Sleep-disordered breathing (SDB) is reported in up to 69% of adolescents and children with sickle cell disease (SCD) [1], but data regarding the prevalence of SDB in adults with SCD are limited. In order to obtain a preliminary assessment of the frequency and degree of sleep-related hypoxemia and potential associations with cardiovascular function in adults with SCD, we conducted overnight sleep studies, 6-min walk tests, echocardiograms, and hematologic and chemistry panels, calculated the Pittsburgh sleep quality index (PSQI), and conducted fatigue- and health-related quality-of-life measurement in 20 young adults with SCD visiting a sickle cell clinic for routine care. Sleep apnea, defined as an apnea–hypopnea index (AHI) > 5 events/h, was found in 50% of patients. Traditional clinical indicators, such as obesity, the presence of snoring, and reported sleep complaints, did not reliably differentiate them. The patients with AHI > 5 had higher mean systolic blood pressure (p = 0.03), evidence of impaired left ventricular diastolic function (i.e., increased mitral valve E/A ratio, p = 0.05), a trend toward higher reduction in 6-min walk distances (p = 0.06), and lower health-related quality-of-life scores (p ≤ 0.01).
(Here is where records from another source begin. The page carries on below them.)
mod common;

use std::collections::BTreeMap;

use common::*;
use storage::dto::judging::CreateJudgeRequest;
use storage::error::{ConflictKind, StorageError};
use storage::models::{Criterion, Identity};
use uuid::Uuid;

async fn make_judge(h: &Harness, email: &str) -> Identity {
    let reviewer = admin(h);
    let identity = user(h, email);
    h.judging
        .create_judge(
            actor(&reviewer),
            CreateJudgeRequest {
                identity_id: Some(identity.identity_id),
                tracks: None,
            },
        )
        .await
        .unwrap();
    identity
}

#[tokio::test]
async fn criteria_creation_is_admin_only() {
    let h = harness();
    let someone = user(&h, "someone@example.com");

    let err = h
        .criteria
        .create(actor(&someone), 2025, None, sample_criteria())
        .await
        .unwrap_err();
    assert!(matches!(err, StorageError::Forbidden(_)));
}

#[tokio::test]
async fn criteria_are_unique_per_year_and_event() {
    let h = harness();
    let reviewer = admin(&h);

    h.criteria
        .create(actor(&reviewer), 2025, None, sample_criteria())
        .await
        .unwrap();

    let err = h
        .criteria
        .create(actor(&reviewer), 2025, None, sample_criteria())
        .await
        .unwrap_err();
    assert!(matches!(
        err,
        StorageError::Conflict(ConflictKind::CriteriaExists)
    ));

    // A different event under the same year is its own key.
    h.criteria
        .create(
            actor(&reviewer),
            2025,
            Some("HarborHacks Jr".to_string()),
            sample_criteria(),
        )
        .await
        .unwrap();
}

#[tokio::test]
async fn malformed_criteria_are_rejected() {
    let h = harness();
    let reviewer = admin(&h);

    let err = h
        .criteria
        .create(actor(&reviewer), 2025, None, BTreeMap::new())
        .await
        .unwrap_err();
    assert!(matches!(err, StorageError::Validation(_)));

    let negative = BTreeMap::from([(
        "innovation".to_string(),
        Criterion {
            description: None,
            weight: -1.0,
        },
    )]);
    let err = h
        .criteria
        .create(actor(&reviewer), 2025, None, negative)
        .await
        .unwrap_err();
    assert!(matches!(err, StorageError::Validation(_)));
}

#[tokio::test]
async fn criteria_lookup_misses_are_not_found() {
    let h = harness();

    let err = h.criteria.get(Some(1999), None).await.unwrap_err();
    assert!(matches!(err, StorageError::NotFound));
}

#[tokio::test]
async fn submit_computes_the_weighted_total() {
    let h = harness();
    let reviewer = admin(&h);
    let judge = make_judge(&h, "judge@example.com").await;
    let project = h.store.add_project("Tidewatch", 2025, "HarborHacks");

    h.criteria
        .create(actor(&reviewer), 2025, None, sample_criteria())
        .await
        .unwrap();

    let score = h
        .scoring
        .submit(actor(&judge), project.project_id, sample_scores())
        .await
        .unwrap();

    assert!((score.total_score - 8.1).abs() < 1e-9);
    assert_eq!(score.score_data.0, sample_scores());
}

#[tokio::test]
async fn only_judges_can_submit() {
    let h = harness();
    let someone = user(&h, "someone@example.com");
    let project = h.store.add_project("Tidewatch", 2025, "HarborHacks");

    let err = h
        .scoring
        .submit(actor(&someone), project.project_id, sample_scores())
        .await
        .unwrap_err();
    assert!(matches!(err, StorageError::Forbidden(_)));
}

#[tokio::test]
async fn unknown_projects_are_not_found() {
    let h = harness();
    let judge = make_judge(&h, "judge@example.com").await;

    let err = h
        .scoring
        .submit(actor(&judge), Uuid::new_v4(), sample_scores())
        .await
        .unwrap_err();
    assert!(matches!(err, StorageError::NotFound));
}

#[tokio::test]
async fn submitting_before_criteria_exist_fails_with_criteria_not_set() {
    let h = harness();
    let judge = make_judge(&h, "judge@example.com").await;
    let project = h.store.add_project("Tidewatch", 2025, "HarborHacks");

    let err = h
        .scoring
        .submit(actor(&judge), project.project_id, sample_scores())
        .await
        .unwrap_err();
    assert!(matches!(err, StorageError::CriteriaNotSet));
}

#[tokio::test]
async fn mismatched_keys_report_invalid_and_missing_lists() {
    let h = harness();
    let reviewer = admin(&h);
    let judge = make_judge(&h, "judge@example.com").await;
    let project = h.store.add_project("Tidewatch", 2025, "HarborHacks");

    h.criteria
        .create(actor(&reviewer), 2025, None, sample_criteria())
        .await
        .unwrap();

    let data = BTreeMap::from([
        ("innovation".to_string(), 8.0),
        ("vibes".to_string(), 10.0),
    ]);
    let err = h
        .scoring
        .submit(actor(&judge), project.project_id, data)
        .await
        .unwrap_err();

    match err {
        StorageError::Validation(failure) => {
            assert_eq!(failure.invalid, vec!["vibes".to_string()]);
            assert_eq!(
                failure.missing,
                vec!["impact".to_string(), "presentation".to_string()]
            );
        }
        other => panic!("expected validation failure, got {other:?}"),
    }
}

#[tokio::test]
async fn out_of_range_values_name_the_criterion() {
    let h = harness();
    let reviewer = admin(&h);
    let judge = make_judge(&h, "judge@example.com").await;
    let project = h.store.add_project("Tidewatch", 2025, "HarborHacks");

    h.criteria
        .create(actor(&reviewer), 2025, None, sample_criteria())
        .await
        .unwrap();

    let mut data = sample_scores();
    data.insert("impact".to_string(), 10.5);
    let err = h
        .scoring
        .submit(actor(&judge), project.project_id, data)
        .await
        .unwrap_err();

    assert!(matches!(err, StorageError::Validation(_)));
    assert!(err.to_string().contains("impact"));
}

#[tokio::test]
async fn a_judge_scores_a_project_once() {
    let h = harness();
    let reviewer = admin(&h);
    let judge = make_judge(&h, "judge@example.com").await;
    let project = h.store.add_project("Tidewatch", 2025, "HarborHacks");

    h.criteria
        .create(actor(&reviewer), 2025, None, sample_criteria())
        .await
        .unwrap();

    let first = h
        .scoring
        .submit(actor(&judge), project.project_id, sample_scores())
        .await
        .unwrap();

    let mut second_data = sample_scores();
    second_data.insert("impact".to_string(), 2.0);
    let err = h
        .scoring
        .submit(actor(&judge), project.project_id, second_data)
        .await
        .unwrap_err();
    assert!(matches!(
        err,
        StorageError::Conflict(ConflictKind::AlreadySubmitted)
    ));

    // The first submission is unchanged.
    let row = h.store.get_score(first.score_id).unwrap();
    assert_eq!(row.score_data.0, sample_scores());
    assert!((row.total_score - 8.1).abs() < 1e-9);
}

#[tokio::test]
async fn update_revalidates_and_recomputes_the_total() {
    let h = harness();
    let reviewer = admin(&h);
    let judge = make_judge(&h, "judge@example.com").await;
    let project = h.store.add_project("Tidewatch", 2025, "HarborHacks");

    h.criteria
        .create(actor(&reviewer), 2025, None, sample_criteria())
        .await
        .unwrap();

    let score = h
        .scoring
        .submit(actor(&judge), project.project_id, sample_scores())
        .await
        .unwrap();

    let data = BTreeMap::from([
        ("innovation".to_string(), 10.0),
        ("impact".to_string(), 10.0),
        ("presentation".to_string(), 10.0),
    ]);
    let updated = h
        .scoring
        .update(actor(&judge), score.score_id, data)
        .await
        .unwrap();
    assert!((updated.total_score - 10.0).abs() < 1e-9);

    let bad = BTreeMap::from([("innovation".to_string(), 10.0)]);
    let err = h
        .scoring
        .update(actor(&judge), score.score_id, bad)
        .await
        .unwrap_err();
    assert!(matches!(err, StorageError::Validation(_)));
}

#[tokio::test]
async fn judges_cannot_update_each_others_scores() {
    let h = harness();
    let reviewer = admin(&h);
    let judge = make_judge(&h, "judge@example.com").await;
    let rival = make_judge(&h, "rival@example.com").await;
    let project = h.store.add_project("Tidewatch", 2025, "HarborHacks");

    h.criteria
        .create(actor(&reviewer), 2025, None, sample_criteria())
        .await
        .unwrap();

    let score = h
        .scoring
        .submit(actor(&judge), project.project_id, sample_scores())
        .await
        .unwrap();

    let err = h
        .scoring
        .update(actor(&rival), score.score_id, sample_scores())
        .await
        .unwrap_err();
    assert!(matches!(err, StorageError::Forbidden(_)));
}

#[tokio::test]
async fn score_reads_are_gated_by_ownership_or_admin() {
    let h = harness();
    let reviewer = admin(&h);
    let judge = make_judge(&h, "judge@example.com").await;
    let rival = make_judge(&h, "rival@example.com").await;
    let project = h.store.add_project("Tidewatch", 2025, "HarborHacks");

    h.criteria
        .create(actor(&reviewer), 2025, None, sample_criteria())
        .await
        .unwrap();

    let score = h
        .scoring
        .submit(actor(&judge), project.project_id, sample_scores())
        .await
        .unwrap();

    h.scoring
        .get_by_id(actor(&judge), score.score_id)
        .await
        .unwrap();
    h.scoring
        .get_by_id(actor(&reviewer), score.score_id)
        .await
        .unwrap();
    let err = h
        .scoring
        .get_by_id(actor(&rival), score.score_id)
        .await
        .unwrap_err();
    assert!(matches!(err, StorageError::Forbidden(_)));

    let own = h.scoring.get_by_judge(actor(&judge)).await.unwrap();
    assert_eq!(own.len(), 1);
    let rivals = h.scoring.get_by_judge(actor(&rival)).await.unwrap();
    assert!(rivals.is_empty());
}

#[tokio::test]
async fn project_aggregates_average_the_submitted_totals() {
    let h = harness();
    let reviewer = admin(&h);
    let judge = make_judge(&h, "judge@example.com").await;
    let rival = make_judge(&h, "rival@example.com").await;
    let project = h.store.add_project("Tidewatch", 2025, "HarborHacks");

    h.criteria
        .create(actor(&reviewer), 2025, None, sample_criteria())
        .await
        .unwrap();

    h.scoring
        .submit(actor(&judge), project.project_id, sample_scores())
        .await
        .unwrap();

    let perfect = BTreeMap::from([
        ("innovation".to_string(), 10.0),
        ("impact".to_string(), 10.0),
        ("presentation".to_string(), 10.0),
    ]);
    h.scoring
        .submit(actor(&rival), project.project_id, perfect)
        .await
        .unwrap();

    let aggregate = h
        .scoring
        .project_scores(actor(&reviewer), project.project_id)
        .await
        .unwrap();
    assert_eq!(aggregate.number_of_judges, 2);
    assert!((aggregate.average_score - 9.05).abs() < 1e-9);

    let err = h
        .scoring
        .project_scores(actor(&judge), project.project_id)
        .await
        .unwrap_err();
    assert!(matches!(err, StorageError::Forbidden(_)));
}

#[tokio::test]
async fn aggregates_for_an_unscored_project_are_zero() {
    let h = harness();
    let reviewer = admin(&h);
    let project = h.store.add_project("Tidewatch", 2025, "HarborHacks");

    let aggregate = h
        .scoring
        .project_scores(actor(&reviewer), project.project_id)
        .await
        .unwrap();
    assert_eq!(aggregate.number_of_judges, 0);
    assert_eq!(aggregate.average_score, 0.0);
}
Three of nine patients with more severe anemia (total Hb < 9.0) showed nocturnal hypoxemia in the absence of sleep apnea. As prolonged and frequent hypoxemic episodes likely increase risks for vaso-occlusive, cardiovascular, and neurologic complications of SCD, these results suggest that the prevalence and severity of SDB should be investigated further in studies of larger patient populations. If confirmed, these findings could identify opportunities to prevent or reduce nocturnal hypoxia and improve outcomes.